I on the other hand have met plenty such people, and they all had one thing in common, they did not want the purity of sikhism tainted by people who had actually lived. Why? As I have quoted many times before, there are only two ways to find salvation, through god, or through the flesh. I also have a past, and I found my way initially through rebellion and the flesh, and then god. These people with their perfect backgrounds and perfect decisions are no better than the kind of people who preach veganism, but have no respect for humankind. They are nothin more than empty vessels, they have no fire or spirit, just a desire to be seen as perfect and in tune with god. They do not want your presence because your fire will ask questions they cannot answer, it is people like you that will upset the cart and shake foundations by standing up to the misconceptions and falseness in sikhi, all brought about by smug perfectly formed people with manmukh in their hearts. 

The understanding between manmukh and gurmukh is important, as it is what brings us closer or further away from god. To tell someone that they are not qualified to be a sikh is the greatest sin in the world. No one has the right to say that, regardless how holy they may seem. The fact that you seek enlightenment means, to me, that you are on a road that is bringing you closer to god. 

However, we must accept that we live in the real world., the problems you will face will be in the social and traditional aspect of sikhism, not the spiritual,.


----------



## Kanwaljit.Singh (Jun 9, 2011)

> For someone like a Westerner who has been raised a different way, has conducted their life so far in accordance with the surrounding environment and within the social structure of their society, and suddenly comes across Sikhi, I don't think they can be expected to abandon their life so far in favour for a "Sikh" or Punjabi one.



Considering the effort Guru Nanak made in taking Sikh teachings to far off countries by traveling on foot, not only Sikhs see God as Timeless, but also country-less (refer Jaap Sahib). But our religion has a bit of abandon previous life philosophy, as seen in the Amrit ceremony. Or in Truth, it is about realizing what you have to do. E.g. most people say, Sikhs are NOT allowed to cut hair. But Guru says, you have been given HAIR for a purpose, why cut it.
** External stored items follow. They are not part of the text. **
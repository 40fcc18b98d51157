//! In-process map tier.

use std::collections::HashMap;

use parking_lot::Mutex;

use super::{Backend, BackendResult, QuotaEstimate, TierId};

/// Volatile key-value map. Used as the unconditional fallback tier and,
/// with [`MemoryBackend::with_tier`], as a stand-in for any tier in tests.
#[derive(Debug)]
pub struct MemoryBackend {
    tier: TierId,
    entries: Mutex<HashMap<String, String>>,
}

impl MemoryBackend {
    #[must_use]
    pub fn new() -> Self {
        Self::with_tier(TierId::Memory)
    }

    #[must_use]
    pub fn with_tier(tier: TierId) -> Self {
        Self {
            tier,
            entries: Mutex::new(HashMap::new()),
        }
    }

    #[must_use]
    pub fn len(&self) -> usize {
        self.entries.lock().len()
    }

    #[must_use]
    pub fn is_empty(&self) -> bool {
        self.entries.lock().is_empty()
    }
}

impl Default for MemoryBackend {
    fn default() -> Self {
        Self::new()
    }
}

impl Backend for MemoryBackend {
    fn tier(&self) -> TierId {
        self.tier
    }

    fn get(&self, key: &str) -> BackendResult<Option<String>> {
        Ok(self.entries.lock().get(key).cloned())
    }

    fn set(&self, key: &str, value: &str) -> BackendResult<()> {
        self.entries
            .lock()
            .insert(key.to_string(), value.to_string());
        Ok(())
    }

    fn remove(&self, key: &str) -> BackendResult<()> {
        self.entries.lock().remove(key);
        Ok(())
    }

    fn clear(&self) -> BackendResult<()> {
        self.entries.lock().clear();
        Ok(())
    }

    fn estimate(&self) -> Option<QuotaEstimate> {
        let usage = self
            .entries
            .lock()
            .iter()
            .map(|(k, v)| (k.len() + v.len()) as u64)
            .sum();
        Some(QuotaEstimate {
            usage_bytes: usage,
            quota_bytes: None,
        })
    }
}
//! tierkv health - Write tests and quota usage per tier

use clap::Args;

use crate::app::AppContext;
use crate::cli::output::{self, HumanLayout};
use crate::error::Result;

#[derive(Args, Debug)]
pub struct HealthArgs {}

pub fn run(ctx: &AppContext, _args: &HealthArgs) -> Result<()> {
    let report = ctx.engine.health_check();
    output::emit(ctx.robot_mode, &report, |r| {
        let mut layout = HumanLayout::new();
        layout.title("Storage health");
        layout.kv("selected", r.selected.as_str());
        layout.blank();

        layout.section("Write tests");
        for test in &r.write_tests {
            let text = match &test.detail {
                Some(detail) => format!("{}: {detail}", test.tier),
                None => test.tier.to_string(),
            };
            layout.status(test.passed, &text);
        }
        layout.blank();

        layout.section("Quota");
        for check in &r.quota {
            let usage = match (check.quota, check.percent_used) {
                (Some(quota), Some(percent)) => format!("{} / {quota} bytes ({percent:.1}%)", check.used),
                _ => format!("{} bytes", check.used),
            };
            layout.status(!check.warning, &format!("{}: {usage}", check.tier));
        }

        if !r.issues.is_empty() {
            layout.blank();
            layout.section("Issues");
            for issue in &r.issues {
                layout.bullet(issue);
            }
        }
        layout
    })
}
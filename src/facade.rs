//! Single-tier key-value access with an in-process safety net.
//!
//! The facade talks to whichever tier the probe selected. A write that the
//! tier refuses is parked in a private memory shadow so the value stays
//! readable for the rest of the process; the next successful write to the
//! tier discards the parked copy.

use std::sync::Arc;

use serde_json::Value;
use tracing::warn;

use crate::backend::{Backend, BackendError, BackendResult, MemoryBackend, TierId};

/// Where a facade write ended up.
#[derive(Debug)]
pub enum FacadeWrite {
    /// The selected tier accepted the write.
    Stored,
    /// The selected tier refused; the value lives in the memory shadow.
    Shadowed(BackendError),
}

pub struct KvFacade {
    selected: Arc<dyn Backend>,
    shadow: MemoryBackend,
}

impl std::fmt::Debug for KvFacade {
    fn fmt(&self, f: &mut std::fmt::Formatter<'_>) -> std::fmt::Result {
        f.debug_struct("KvFacade")
            .field("selected", &self.selected.tier())
            .field("shadowed", &self.shadow.len())
            .finish()
    }
}

impl KvFacade {
    #[must_use]
    pub fn new(selected: Arc<dyn Backend>) -> Self {
        Self {
            selected,
            shadow: MemoryBackend::new(),
        }
    }

    #[must_use]
    pub fn selected_tier(&self) -> TierId {
        self.selected.tier()
    }

    /// Raw text for `key`. A parked write wins over the tier's copy.
    #[must_use]
    pub fn get_text(&self, key: &str) -> Option<String> {
        if let Ok(Some(parked)) = self.shadow.get(key) {
            return Some(parked);
        }
        match self.selected.get(key) {
            Ok(value) => value,
            Err(e) => {
                warn!(tier = %self.selected.tier(), key, error = %e, "read failed");
                None
            }
        }
    }

    /// Decoded value for `key`, or `default` when absent. Text that is not
    /// JSON comes back as a string.
    #[must_use]
    pub fn get(&self, key: &str, default: Value) -> Value {
        match self.get_text(key) {
            Some(raw) => serde_json::from_str(&raw).unwrap_or(Value::String(raw)),
            None => default,
        }
    }

    /// Store raw text, parking it in memory if the tier refuses.
    pub fn write_text(&self, key: &str, text: &str) -> BackendResult<FacadeWrite> {
        match self.selected.set(key, text) {
            Ok(()) => {
                self.shadow.remove(key)?;
                Ok(FacadeWrite::Stored)
            }
            Err(e) => {
                warn!(
                    tier = %self.selected.tier(),
                    key,
                    error = %e,
                    "write failed, value kept in memory only"
                );
                self.shadow.set(key, text)?;
                Ok(FacadeWrite::Shadowed(e))
            }
        }
    }

    /// Encode and store `value`. Returns `false` only if the value could not
    /// be kept anywhere.
    pub fn set(&self, key: &str, value: &Value) -> bool {
        let Ok(text) = serde_json::to_string(value) else {
            return false;
        };
        self.write_text(key, &text).is_ok()
    }

    pub fn remove(&self, key: &str) -> bool {
        let _ = self.shadow.remove(key);
        match self.selected.remove(key) {
            Ok(()) => true,
            Err(e) => {
                warn!(tier = %self.selected.tier(), key, error = %e, "remove failed");
                false
            }
        }
    }

    /// Clear the selected tier. The extension tier has no bulk clear, so
    /// this is a logged no-op there.
    pub fn clear(&self) -> bool {
        let _ = self.shadow.clear();
        match self.selected.clear() {
            Ok(()) => true,
            Err(BackendError::Unsupported { tier, .. }) => {
                warn!(%tier, "clear not supported on this tier, nothing removed");
                false
            }
            Err(e) => {
                warn!(tier = %self.selected.tier(), error = %e, "clear failed");
                false
            }
        }
    }

    /// Raw text parked for `key`, if any.
    #[must_use]
    pub fn shadowed(&self, key: &str) -> Option<String> {
        self.shadow.get(key).ok().flatten()
    }

    pub(crate) fn forget_shadow(&self, key: &str) {
        let _ = self.shadow.remove(key);
    }
}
Keep hair INTACT and have its spiritual advantages.



> I have left forums in the past who have told me that because I'm married to an atheist I can't be a Sikh. I think thats crap, personally. In fact, I would disqualify on so many levels I should just pack up my toys and move on.
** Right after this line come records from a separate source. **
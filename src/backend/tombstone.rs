//! Read-side tombstone enforcement.

use std::sync::Arc;

use super::{Backend, BackendResult, QuotaEstimate, TierId};
use crate::tombstone::TombstoneRegistry;

/// Text every tombstoned key reads as.
pub const EMPTY_LIST: &str = "[]";

/// Wraps a tier so that reads of tombstoned keys come back as an empty list,
/// whatever the tier physically holds. Writes pass straight through.
pub struct TombstoneAwareBackend {
    inner: Arc<dyn Backend>,
    registry: TombstoneRegistry,
}

impl TombstoneAwareBackend {
    #[must_use]
    pub fn new(inner: Arc<dyn Backend>, registry: TombstoneRegistry) -> Self {
        Self { inner, registry }
    }

    /// Wrap `inner` and erase the concrete type.
    #[must_use]
    pub fn wrap(inner: Arc<dyn Backend>, registry: &TombstoneRegistry) -> Arc<dyn Backend> {
        Arc::new(Self::new(inner, registry.clone()))
    }
}

impl Backend for TombstoneAwareBackend {
    fn tier(&self) -> TierId {
        self.inner.tier()
    }

    fn get(&self, key: &str) -> BackendResult<Option<String>> {
        if self.registry.suppresses(key) {
            return Ok(Some(EMPTY_LIST.to_string()));
        }
        self.inner.get(key)
    }

    fn set(&self, key: &str, value: &str) -> BackendResult<()> {
        self.inner.set(key, value)
    }

    fn remove(&self, key: &str) -> BackendResult<()> {
        self.inner.remove(key)
    }

    fn clear(&self) -> BackendResult<()> {
        self.inner.clear()
    }

    fn estimate(&self) -> Option<QuotaEstimate> {
        self.inner.estimate()
    }
}
//! SQLite tier standing in for the extension-managed persistent store.
//!
//! Like the store it models, this tier has no bulk-clear primitive: only
//! individual keys can be removed.

use std::path::{Path, PathBuf};

use parking_lot::Mutex;
use rusqlite::{params, Connection, OptionalExtension};
use tracing::debug;

use super::{Backend, BackendResult, QuotaEstimate, TierId};

const SCHEMA: &str = "
CREATE TABLE IF NOT EXISTS kv (
    key        TEXT PRIMARY KEY,
    value      TEXT NOT NULL,
    updated_at TEXT NOT NULL
);
";

/// Key-value table in a single SQLite database file.
pub struct SqliteBackend {
    conn: Mutex<Connection>,
    path: Option<PathBuf>,
}

impl std::fmt::Debug for SqliteBackend {
    fn fmt(&self, f: &mut std::fmt::Formatter<'_>) -> std::fmt::Result {
        f.debug_struct("SqliteBackend")
            .field("path", &self.path)
            .finish_non_exhaustive()
    }
}

impl SqliteBackend {
    /// Open (or create) the database at `path`.
    pub fn open(path: &Path) -> BackendResult<Self> {
        if let Some(parent) = path.parent() {
            std::fs::create_dir_all(parent)?;
        }
        let conn = Connection::open(path)?;
        conn.busy_timeout(std::time::Duration::from_secs(2))?;
        conn.execute_batch(SCHEMA)?;
        debug!(path = %path.display(), "opened extension store");
        Ok(Self {
            conn: Mutex::new(conn),
            path: Some(path.to_path_buf()),
        })
    }

    /// Database that lives only as long as this value.
    pub fn in_memory() -> BackendResult<Self> {
        let conn = Connection::open_in_memory()?;
        conn.execute_batch(SCHEMA)?;
        Ok(Self {
            conn: Mutex::new(conn),
            path: None,
        })
    }

    #[must_use]
    pub fn path(&self) -> Option<&Path> {
        self.path.as_deref()
    }
}

impl Backend for SqliteBackend {
    fn tier(&self) -> TierId {
        TierId::ExtensionPersistent
    }

    fn get(&self, key: &str) -> BackendResult<Option<String>> {
        let conn = self.conn.lock();
        let value = conn
            .query_row("SELECT value FROM kv WHERE key = ?1", params![key], |row| {
                row.get(0)
            })
            .optional()?;
        Ok(value)
    }

    fn set(&self, key: &str, value: &str) -> BackendResult<()> {
        let now = chrono::Utc::now().to_rfc3339();
        self.conn.lock().execute(
            "INSERT INTO kv (key, value, updated_at) VALUES (?1, ?2, ?3)
             ON CONFLICT(key) DO UPDATE SET value = excluded.value, updated_at = excluded.updated_at",
            params![key, value, now],
        )?;
        Ok(())
    }

    fn remove(&self, key: &str) -> BackendResult<()> {
        self.conn
            .lock()
            .execute("DELETE FROM kv WHERE key = ?1", params![key])?;
        Ok(())
    }

    fn estimate(&self) -> Option<QuotaEstimate> {
        let conn = self.conn.lock();
        let usage: i64 = conn
            .query_row(
                "SELECT COALESCE(SUM(LENGTH(key) + LENGTH(value)), 0) FROM kv",
                [],
                |row| row.get(0),
            )
            .ok()?;
        Some(QuotaEstimate {
            usage_bytes: u64::try_from(usage).unwrap_or(0),
            quota_bytes: None,
        })
    }
}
There have been Sakhis of great Sikh women, who were from atheist households and got great respect from Gurus themselves.



> But we all know that would be silly, because it would not remove the Truth from existence because I lived my life before Sikhi in the way of my own society. So I had sex before marriage, I married an atheist, I might even have a tattoo or children out of wedlock, all perfectly acceptable per my society's standards. Should I, or anyone else who has had a life before Sikhi, be disqualified from learning from the Sikh Gurus and becoming devoted to Waheguru? Technically it's Hukam that we should find ourselves in this situation!



The question is, after Sikh teachings, would it be acceptable to you if you get in those situations? Will you work on preventing those situations and keep your mind on Guru's teachings?



> What someone does after they become involved with Sikhi is the important part, but still needs to be considered in the context of their past. I will NOT divorce my husband because he won't convert. I will NOT abandon my step-children. I will NOT be called "less of a Sikh" by people who want to maintain an elitist club.



Your husband and children are your duty and no one is asking you to abandon them. Frankly, people who ask you so may not be the best ones to take any guidance from.



> This is the reality of Sikhi's growth and attracting people from new backgrounds to the mix. There are probably lots of Sikhs out there who believe a Sikh must be born to a Punjabi Sikh family and live a perfect Sikh life from birth and make all the right Sikh decisions along the way. I am yet to meet one of them in real life -- only bigots on the Internet so far.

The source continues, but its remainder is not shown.